Science デンチャープラーク微生物叢の群衆解析と義歯ケア ⑥

続き:

 

7. メタ16S解析の課題

 

 NGSを用いたメタ解析は、細菌叢の全体像を手軽に把握する上で大変有用であるが、その限界と課題もある。

 

1) 分解能の問題

 16S遺伝子内部の短い部分配列をターゲットにしているため分解能が乏しく、系統分析で確かなのはせいぜい属レベルまでとされている。中には種レベルまでヒットする菌種もあるが、データの信頼度はかなり低下するので注意が必要である。

 

2) コピー数の問題

 ゲノム中の16S遺伝子コピー数は、菌種により異なる。コピー数が多い菌種は少ない菌種よりも構成比が高めに出ることになり、組成解析の精度に影響する。ただしコピー数が分かればデータ補正は可能である。

 

3) PCRバイアスの問題

 16S 遺伝子内のどこを標的配列に選ぶかによって菌種ごとの増幅バイアスが生じ、得られる細菌構成比にも影響する。現状では腸内細菌叢解析での知見から比較的バイアスが生じにくいとされる V3- V4 領域を選ぶことが多い。

 

4) 細菌と真菌を一括解析するのが困難

 真菌と細菌の群衆解析は、それぞれ異なる標的を増幅するために別々に行われている。細菌用のユニバーサルプライマーは16S rDNA の可変領域を標的に、真菌用のユニバーサルプライマーは18S rDNA や ITS 領域 (internal transcribed spacer) を標的として用いられており、互いに共用できない。

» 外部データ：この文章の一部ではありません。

#![allow(dead_code)]

use async_trait::async_trait;
use settlement_gateway::domain::SettlementGroup;
use settlement_gateway::ports::{DestinationCharge, NewCustomer, PaymentPlatform, PlatformResult};
use settlement_gateway::stripe::models::*;
use settlement_gateway::stripe::StripeError;
use std::collections::{HashMap, HashSet};
use std::sync::Mutex;

#[derive(Debug, Clone, PartialEq, Eq)]
pub enum Call {
    CreateCustomer(NewCustomer),
    DeleteCustomer(String),
    CreateConnectAccount(Option<String>),
    DeleteConnectAccount(String),
    CreateAccountLink(String),
    CreatePaymentIntent(DestinationCharge),
    RetrievePaymentIntent(String),
    Refund(String),
    ListTransfersInGroup(String),
    ListTransfersTo(String),
    ReverseTransfer(String, i64),
    CreateSetupIntent(String),
    CreateEphemeralKey(String),
    ListPaymentMethods(String),
    DetachPaymentMethod(String),
    ListCharges(String),
    ListRefunds(String),
    RetrieveBalance,
}

/// In-memory payment platform that records every call it receives.
#[derive(Default)]
pub struct FakePlatform {
    calls: Mutex<Vec<Call>>,
    intents: Mutex<HashMap<String, Option<String>>>,
    transfers: Mutex<Vec<Transfer>>,
    charges: Mutex<Vec<Charge>>,
    refunds: Mutex<Vec<Refund>>,
    failing: Mutex<HashSet<String>>,
}

pub fn api_error(message: &str) -> StripeError {
    StripeError::Api {
        status: 400,
        message: message.to_string(),
        error_type: Some("invalid_request_error".to_string()),
        code: None,
    }
}

pub fn transfer(id: &str, group: &str, amount: i64) -> Transfer {
    Transfer {
        id: id.to_string(),
        amount,
        currency: "myr".to_string(),
        created: 1_700_000_000,
        destination: Some("acct_owner".to_string()),
        transfer_group: Some(group.to_string()),
        description: None,
        amount_reversed: 0,
        reversed: false,
        source_transaction: None,
        reversals: List::default(),
    }
}

impl FakePlatform {
    pub fn new() -> Self {
        Self::default()
    }

    /// Registers a payment intent and the transfer group stored on it.
    pub fn with_intent(self, id: &str, transfer_group: Option<&str>) -> Self {
        self.intents
            .lock()
            .unwrap()
            .insert(id.to_string(), transfer_group.map(str::to_string));
        self
    }

    pub fn with_transfer(self, transfer: Transfer) -> Self {
        self.transfers.lock().unwrap().push(transfer);
        self
    }

    pub fn with_charge(self, charge: Charge) -> Self {
        self.charges.lock().unwrap().push(charge);
        self
    }

    pub fn with_refund(self, refund: Refund) -> Self {
        self.refunds.lock().unwrap().push(refund);
        self
    }

    /// Makes an operation fail. Keys are operation names such as `"refund"`, or
    /// `"reverse:<transfer id>"` for a single transfer.
    pub fn failing(self, key: &str) -> Self {
        self.failing.lock().unwrap().insert(key.to_string());
        self
    }

    pub fn calls(&self) -> Vec<Call> {
        self.calls.lock().unwrap().clone()
    }

    pub fn reversal_calls(&self) -> Vec<(String, i64)> {
        self.calls()
            .into_iter()
            .filter_map(|c| match c {
                Call::ReverseTransfer(id, amount) => Some((id, amount)),
                _ => None,
            })
            .collect()
    }

    pub fn payment_intents_created(&self) -> Vec<DestinationCharge> {
        self.calls()
            .into_iter()
            .filter_map(|c| match c {
                Call::CreatePaymentIntent(charge) => Some(charge),
                _ => None,
            })
            .collect()
    }

    fn record(&self, call: Call) {
        self.calls.lock().unwrap().push(call);
    }

    fn check(&self, key: &str) -> PlatformResult<()> {
        if self.failing.lock().unwrap().contains(key) {
            Err(api_error(&format!("{} failed upstream", key)))
        } else {
            Ok(())
        }
    }
}

#[async_trait]
impl PaymentPlatform for FakePlatform {
    async fn create_customer(&self, customer: &NewCustomer) -> PlatformResult<Customer> {
        self.record(Call::CreateCustomer(customer.clone()));
        self.check("create_customer")?;
        Ok(Customer {
            id: "cus_new".to_string(),
            email: customer.email.clone(),
            name: customer.name.clone(),
            metadata: HashMap::new(),
        })
    }

    async fn delete_customer(&self, customer_id: &str) -> PlatformResult<Deleted> {
        self.record(Call::DeleteCustomer(customer_id.to_string()));
        self.check("delete_customer")?;
        Ok(Deleted {
            id: customer_id.to_string(),
            deleted: true,
        })
    }

    async fn create_connect_account(&self, email: Option<&str>) -> PlatformResult<Account> {
        self.record(Call::CreateConnectAccount(email.map(str::to_string)));
        self.check("create_connect_account")?;
        Ok(Account {
            id: "acct_new".to_string(),
            email: email.map(str::to_string),
            charges_enabled: false,
            payouts_enabled: false,
        })
    }

    async fn delete_connect_account(&self, account_id: &str) -> PlatformResult<Deleted> {
        self.record(Call::DeleteConnectAccount(account_id.to_string()));
        self.check("delete_connect_account")?;
        Ok(Deleted {
            id: account_id.to_string(),
            deleted: true,
        })
    }

    async fn create_account_link(&self, account_id: &str) -> PlatformResult<AccountLink> {
        self.record(Call::CreateAccountLink(account_id.to_string()));
        self.check("create_account_link")?;
        Ok(AccountLink {
            url: format!("https://connect.stripe.com/setup/e/{}", account_id),
            expires_at: None,
        })
    }

    async fn create_payment_intent(&self, charge: &DestinationCharge) -> PlatformResult<PaymentIntent> {
        self.record(Call::CreatePaymentIntent(charge.clone()));
        self.check("create_payment_intent")?;

        let mut intents = self.intents.lock().unwrap();
        let id = format!("pi_{}", intents.len() + 1);
        intents.insert(id.clone(), Some(charge.transfer_group.to_string()));

        Ok(PaymentIntent {
            client_secret: Some(format!("{}_secret_abc", id)),
            id,
            amount: charge.amount,
            currency: charge.currency.clone(),
            status: "requires_payment_method".to_string(),
            customer: Some(charge.customer.clone()),
            transfer_group: Some(charge.transfer_group.to_string()),
            application_fee_amount: Some(charge.application_fee_amount),
            latest_charge: None,
        })
    }

    async fn retrieve_payment_intent(&self, payment_intent_id: &str) -> PlatformResult<PaymentIntent> {
        self.record(Call::RetrievePaymentIntent(payment_intent_id.to_string()));
        self.check("retrieve_payment_intent")?;

        let intents = self.intents.lock().unwrap();
        let group = intents
            .get(payment_intent_id)
            .ok_or_else(|| api_error(&format!("No such payment_intent: '{}'", payment_intent_id)))?;

        Ok(PaymentIntent {
            id: payment_intent_id.to_string(),
            amount: 10_000,
            currency: "myr".to_string(),
            status: "succeeded".to_string(),
            client_secret: None,
            customer: None,
            transfer_group: group.clone(),
            application_fee_amount: None,
            latest_charge: None,
        })
    }

    async fn refund_payment_intent(&self, payment_intent_id: &str) -> PlatformResult<Refund> {
        self.record(Call::Refund(payment_intent_id.to_string()));
        self.check("refund")?;
        Ok(Refund {
            id: format!("re_{}", payment_intent_id),
            amount: 10_000,
            currency: "myr".to_string(),
            status: Some("succeeded".to_string()),
            created: 1_700_000_100,
            charge: Some(Expandable::Id("ch_1".to_string())),
            payment_intent: Some(payment_intent_id.to_string()),
            reason: None,
        })
    }

    async fn list_transfers_in_group(&self, group: &SettlementGroup) -> PlatformResult<Vec<Transfer>> {
        self.record(Call::ListTransfersInGroup(group.to_string()));
        self.check("list_transfers")?;
        Ok(self
            .transfers
            .lock()
            .unwrap()
            .iter()
            .filter(|t| t.transfer_group.as_deref() == Some(group.as_str()))
            .cloned()
            .collect())
    }

    async fn list_transfers_to(&self, destination: &str) -> PlatformResult<Vec<Transfer>> {
        self.record(Call::ListTransfersTo(destination.to_string()));
        self.check("list_transfers_to")?;
        Ok(self
            .transfers
            .lock()
            .unwrap()
            .iter()
            .filter(|t| t.destination.as_deref() == Some(destination))
            .cloned()
            .collect())
    }

    async fn reverse_transfer(&self, transfer_id: &str, amount: i64) -> PlatformResult<TransferReversal> {
        self.record(Call::ReverseTransfer(transfer_id.to_string(), amount));
        self.check(&format!("reverse:{}", transfer_id))?;
        Ok(TransferReversal {
            id: format!("trr_{}", transfer_id),
            amount,
            currency: "myr".to_string(),
            created: 1_700_000_200,
            transfer: transfer_id.to_string(),
        })
    }

    async fn create_setup_intent(&self, customer_id: &str) -> PlatformResult<SetupIntent> {
        self.record(Call::CreateSetupIntent(customer_id.to_string()));
        self.check("create_setup_intent")?;
        Ok(SetupIntent {
            id: "seti_1".to_string(),
            client_secret: Some("seti_1_secret_xyz".to_string()),
            status: Some("requires_payment_method".to_string()),
        })
    }

    async fn create_ephemeral_key(&self, customer_id: &str) -> PlatformResult<EphemeralKey> {
        self.record(Call::CreateEphemeralKey(customer_id.to_string()));
        self.check("create_ephemeral_key")?;
        Ok(EphemeralKey {
            id: "ephkey_1".to_string(),
            secret: "ek_test_secret".to_string(),
            expires: None,
        })
    }

    async fn list_payment_methods(&self, customer_id: &str) -> PlatformResult<Vec<PaymentMethod>> {
        self.record(Call::ListPaymentMethods(customer_id.to_string()));
        self.check("list_payment_methods")?;
        Ok(vec![PaymentMethod {
            id: "pm_1".to_string(),
            method_type: "card".to_string(),
            customer: Some(customer_id.to_string()),
            card: Some(Card {
                brand: "visa".to_string(),
                last4: "4242".to_string(),
                exp_month: 12,
                exp_year: 2030,
                funding: Some("credit".to_string()),
            }),
            created: Some(1_700_000_000),
        }])
    }

    async fn detach_payment_method(&self, payment_method_id: &str) -> PlatformResult<PaymentMethod> {
        self.record(Call::DetachPaymentMethod(payment_method_id.to_string()));
        self.check("detach_payment_method")?;
        Ok(PaymentMethod {
            id: payment_method_id.to_string(),
            method_type: "card".to_string(),
            customer: None,
            card: None,
            created: None,
        })
    }

    async fn list_charges(&self, customer_id: &str) -> PlatformResult<Vec<Charge>> {
        self.record(Call::ListCharges(customer_id.to_string()));
        self.check("list_charges")?;
        Ok(self
            .charges
            .lock()
            .unwrap()
            .iter()
            .filter(|c| c.customer.as_deref() == Some(customer_id))
            .cloned()
            .collect())
    }

    async fn list_refunds(&self, charge_id: &str) -> PlatformResult<Vec<Refund>> {
        self.record(Call::ListRefunds(charge_id.to_string()));
        self.check("list_refunds")?;
        Ok(self
            .refunds
            .lock()
            .unwrap()
            .iter()
            .filter(|r| r.charge.as_ref().map(|c| c.id()) == Some(charge_id))
            .cloned()
            .collect())
    }

    async fn retrieve_balance(&self) -> PlatformResult<Balance> {
        self.record(Call::RetrieveBalance);
        self.check("balance")?;
        Ok(Balance { livemode: false })
    }
}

 デンチャープラークのように真菌と細菌が混在する微生物叢を研究対象とする場合、細菌・真菌共通のプライマーがあれば、NGS で両者一括解析が可能になるので大変便利だ。実は2014年に 16S/18S の相同配列領域からユニバーサルプライマー候補を設計し、細菌と真核生物の同時検出を試みた例が報告されている。しかし真核生物として増幅された配列の多くが 18S rDNA とは無関係な配列だったらしく、真菌・細菌双方で菌種カバー率が十分高く増幅バイアスは少ない共通プライマーを見つけるのはなかなか難しそうである。他にもリファレンスデータベースの充実と統合などの環境整備も必要になる。日本の研究機関ではその試みがすでに始まっている。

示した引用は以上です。